Roslyn: DeterministicSourcePaths can break building if source control information not available

Created on 19 Jul 2019  路  5Comments  路  Source: dotnet/roslyn

Version Used:
dotnet sdk 2.2.300
Steps to Reproduce:

  1. dotnet new console
  2. dotnet build /p:ContinuousIntegrationBuild=true

Actual Behavior:

C:\Program Files\dotnet\sdk\2.2.300\Roslyn\Microsoft.Managed.Core.targets(102,5): error : SourceRoot items must include at least one top-level (not nested) item when DeterministicSourcePaths is true

Expected Behavior:
Build Succeeds.

The mere fact that we we are performing a continuous integration build does not mean that source control information will be available to MSBuild. However deterministic builds are enabled by default, and turning on ContinuousIntegrationBuild, means that DeterministicSourcePaths is enabled.

That would be fine if DeterministicSourcePaths worked when no source control information was available, but it requires SourceRoot items, which are only created by a source control information provider like the Source Link packages.

This bit me when I tried to add a new Test project to a solution being built with /p:ContinuousIntegrationBuild=true. I did not bother to add a Source Link NuGet package since I was not going to package or publish the test project on the CI server, merely run it, so I don't actually need Source Link data in the pdbs.

Obviously I know the workarounds (add the Source Link package or set DeterministicSourcePaths to false in the test project).

But ideally they would not be needed. Instead ideally, either a) DeterministicSourcePaths would only be set if a source control information provider package was installed, or b) that DeterministicSourcePaths was somehow made to work even without a source provider package.

@tmat I think you are the expert on this stuff, so this is probably your issue.

Area-Compilers Resolution-Answered Resolution-By Design

Most helpful comment

DeterministicSourcePaths does not need source control information. It just needs to know where the repository root is located.

You can define the repository root by adding the following to the Directory.Build.props file in the root dir:

<ItemGroup>
  <SourceRoot Include="$(MSBuildThisFileDirectory)/"/>
</ItemGroup>

All 5 comments

DeterministicSourcePaths does not need source control information. It just needs to know where the repository root is located.

You can define the repository root by adding the following to the Directory.Build.props file in the root dir:

<ItemGroup>
  <SourceRoot Include="$(MSBuildThisFileDirectory)/"/>
</ItemGroup>

tmat, that is strictly speaking true, but other than manually adding a SourceRoot element, or using a Source Link package, there is no mechanism for populating that. I would also argue that calling any SourceRoot item source control information is proper, given that the comments already call it that. (Any target that reads [...], SourceRoot, and other source control properties and items [...]).

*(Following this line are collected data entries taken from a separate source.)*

use chrono::Local;
use tokio::task::spawn_blocking;

use crate::browse::Session;
use crate::config::Config;
use crate::extract::{extract_rows, RawRow};
use crate::normalize::{normalize, DocumentRecord};
use crate::store::BatchReport;
use crate::{export, info_time, store, warn_time, Result, TABLE_NAME};

/// Runs the whole pipeline: drive the portal's search, extract and
/// normalize the result rows, then write the JSON export and load the
/// database.
///
/// A navigation or export failure aborts the run; a database failure is
/// only warned about, since the export file already exists by then.
pub async fn run(config: &Config) -> Result<()> {
    let start_time = Local::now();
    let rows = fetch_rows(config).await?;
    if rows.is_empty() {
        info_time!("Search returned no result rows.");
    }
    info_time!(start_time, "Extracted {} result rows.", rows.len());

    let records = normalize(rows);

    export::write_export(&records, &config.export_path).await?;
    info_time!("Wrote {} records to {}", records.len(), config.export_path);

    match persist(config, &records).await {
        Ok(report) => report_batch(&report),
        Err(e) => warn_time!("Database step failed, export file kept: {}", e),
    }
    Ok(())
}

/// Scrapes the results page. The browser session is released on every
/// exit path: the rendered HTML is pulled out before parsing starts, so
/// nothing past this function needs the browser.
async fn fetch_rows(config: &Config) -> Result<Vec<RawRow>> {
    let session = Session::launch(config).await?;
    let html = match results_html(&session, config).await {
        Ok(html) => {
            session.close().await;
            html
        }
        Err(e) => {
            session.close().await;
            return Err(e);
        }
    };

    // Html parsing isn't Send and is CPU-bound; park it on a blocking
    // thread.
    spawn_blocking(move || extract_rows(&html)).await?
}

async fn results_html(session: &Session, config: &Config) -> Result<String> {
    session
        .open_and_search(&config.base_url, &config.query)
        .await?;
    session.results_html().await
}

async fn persist(config: &Config, records: &[DocumentRecord]) -> Result<BatchReport> {
    let pool = store::connect(&config.db).await?;
    let result = async {
        store::ensure_schema(&pool).await?;
        store::bulk_insert(&pool, records).await
    }
    .await;
    pool.close().await;
    result
}

fn report_batch(report: &BatchReport) {
    info_time!("Inserted {} rows into {}.", report.inserted, TABLE_NAME);
    for failure in &report.skipped {
        warn_time!(
            "Row {} skipped: `{}` is not a valid date ({}).",
            failure.index,
            failure.value,
            failure.reason
        );
    }
    if !report.skipped.is_empty() {
        warn_time!(
            "{} of {} rows skipped on date parsing.",
            report.skipped.len(),
            report.inserted + report.skipped.len()
        );
    }
}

My gripe is that with a property as generically named as "ContinuousIntegrationBuild" (which is likely to grow additional functionality over time, since it is the obvious mechanism for informing the SDK that we are running in a CI server), it really should not be necessary to make any source level changes.

My real preference would be to downgrade that error to a warning. (Perhaps only if the developer did not explicitly set DeterministicSourcePaths?) Another reasonable alternative would be to introduce some special MSBuild property that if set would generate a SourceRoot item. It would be easy to configure the CI server set that property to the root of the "workspace" (or whatever it happens to call the equivalent concept).

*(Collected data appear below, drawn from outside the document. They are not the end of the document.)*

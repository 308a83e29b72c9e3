use serde::{Deserialize, Serialize};

use crate::extract::RawRow;

/// Placeholder the export and the database carry for rows without a
/// document link.
pub const NO_URL: &str = "N/A";

/// The canonical record handed to both sinks. Immutable once built; the
/// serde renames reproduce the export file's legacy key names.
#[derive(Debug, Clone, PartialEq, Eq, Serialize, Deserialize)]
pub struct DocumentRecord {
    #[serde(rename = "Doc")]
    pub doc: String,
    #[serde(rename = "N processo")]
    pub process_number: String,
    #[serde(rename = "Data Atuação")]
    pub action_date: String,
    /// Always both sides of the case, in portal column order. Either side
    /// may be empty text.
    #[serde(rename = "Partes")]
    pub parties: [String; 2],
    #[serde(rename = "Matéria")]
    pub subject: String,
    pub url: String,
}

/// Maps raw rows into canonical records, preserving discovery order.
/// Pure and total: every raw row yields exactly one record.
pub fn normalize(rows: Vec<RawRow>) -> Vec<DocumentRecord> {
    rows.into_iter()
        .map(|row| DocumentRecord {
            doc: row.doc,
            process_number: row.process_number,
            action_date: row.action_date,
            parties: [row.party_a, row.party_b],
            subject: row.subject,
            url: row.document_url.unwrap_or_else(|| NO_URL.to_owned()),
        })
        .collect()
}

#[cfg(test)]
mod tests {
    use super::*;

    fn raw(party_a: &str, party_b: &str, url: Option<&str>) -> RawRow {
        RawRow {
            doc: "Acórdão".to_owned(),
            process_number: "TC-001234/567/89".to_owned(),
            action_date: "10/02/2015".to_owned(),
            party_a: party_a.to_owned(),
            party_b: party_b.to_owned(),
            subject: "Licitação".to_owned(),
            document_url: url.map(str::to_owned),
        }
    }

    #[test]
    fn parties_keep_both_sides_even_when_one_is_empty() {
        let records = normalize(vec![raw("Prefeitura", "", None)]);
        assert_eq!(records[0].parties, ["Prefeitura".to_owned(), String::new()]);
    }

    #[test]
    fn missing_link_becomes_the_sentinel() {
        let records = normalize(vec![
            raw("a", "b", Some("https://example.org/doc/1")),
            raw("a", "b", None),
        ]);
        assert_eq!(records[0].url, "https://example.org/doc/1");
        assert_eq!(records[1].url, NO_URL);
    }

    #[test]
    fn same_input_yields_identical_records() {
        let rows = vec![raw("a", "b", None), raw("c", "d", Some("u"))];
        assert_eq!(normalize(rows.clone()), normalize(rows));
    }

    #[test]
    fn serializes_with_the_legacy_key_names() {
        let records = normalize(vec![raw("Prefeitura", "João", None)]);
        let value = serde_json::to_value(&records[0]).unwrap();
        let object = value.as_object().unwrap();

        for key in ["Doc", "N processo", "Data Atuação", "Partes", "Matéria", "url"] {
            assert!(object.contains_key(key), "missing key {key}");
        }
        assert_eq!(object["Partes"].as_array().unwrap().len(), 2);
    }
}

@KevinCathcart The problem is that msbuild does not know what the repository root directory is - it does not have a concept of repository. Someone has to determine that. SourceLink is able to do that based on the source control information. As I pointed out above another option is to specify it explicitly in Directory.Build.props. Yet another option is to read CI environment variable as you suggest. The problem is that there is no standard naming of these variables, so far we have a proposal for such naming but it's not being implemented yet.

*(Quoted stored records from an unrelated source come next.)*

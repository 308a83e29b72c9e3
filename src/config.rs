use std::env;

use sqlx::postgres::PgConnectOptions;

use crate::{Error, Result, DEFAULT_BASE_URL, DEFAULT_EXPORT_PATH, DEFAULT_QUERY};

/// Everything the run needs from the environment, read once at startup.
/// Loading `.env` files is the caller's job; this only consumes whatever
/// is already in the process environment.
#[derive(Debug, Clone)]
pub struct Config {
    pub base_url: String,
    pub query: String,
    pub export_path: String,
    /// Explicit Chrome/Chromium binary, if the default discovery isn't enough.
    pub chrome_path: Option<String>,
    pub db: DbConfig,
}

#[derive(Debug, Clone)]
pub struct DbConfig {
    pub host: String,
    pub name: String,
    pub user: String,
    pub password: String,
}

impl Config {
    pub fn from_env() -> Result<Self> {
        Ok(Self {
            base_url: env_or("SCRAPE_URL", DEFAULT_BASE_URL),
            query: env_or("SCRAPE_QUERY", DEFAULT_QUERY),
            export_path: env_or("EXPORT_PATH", DEFAULT_EXPORT_PATH),
            chrome_path: env::var("CHROME_PATH").ok(),
            db: DbConfig::from_env()?,
        })
    }
}

impl DbConfig {
    pub fn from_env() -> Result<Self> {
        Ok(Self {
            host: require("DB_HOST")?,
            name: require("DB_NAME")?,
            user: require("DB_USER")?,
            password: require("DB_PASS")?,
        })
    }

    /// Discrete fields instead of a connection URL, so credentials never
    /// need percent-escaping.
    pub fn connect_options(&self) -> PgConnectOptions {
        PgConnectOptions::new()
            .host(&self.host)
            .database(&self.name)
            .username(&self.user)
            .password(&self.password)
    }
}

fn env_or(var: &str, default: &str) -> String {
    env::var(var).unwrap_or_else(|_| default.to_owned())
}

fn require(var: &'static str) -> Result<String> {
    env::var(var).map_err(|_| Error::ConfigMissingVar(var))
}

The intention is that ContinuousIntegrationBuild is going to be used for builds on CI server and that these builds are by default configured to be fully deterministic, even if that means requiring additional settings and reporting an error if you don't have them in place (or if your projects don't use some package like SourceLink that fills in these settings).

@jaredpar Please close if you think that is appropriate.

@tmat:

The intention is that ContinuousIntegrationBuild is going to be used for builds on CI server and that these builds are by default configured to be fully deterministic, even if that means requiring additional settings

One problem is that you don't offer these additional settings in a clean way. The only options involve adding or modifying files in the source repository. That is a bad thing. If the build server needs to supply additional information, like the root of the checked out repo, it should be able to do that via MSBuild properties.

Otherwise, it means either: one cannot build older revisions deterministically, or you can by having the build server drop in extra files, or modify some file checked into source control. Anybody who cares about deterministic builds would NOT want the build server adding files to the build, or modifying the files in the build.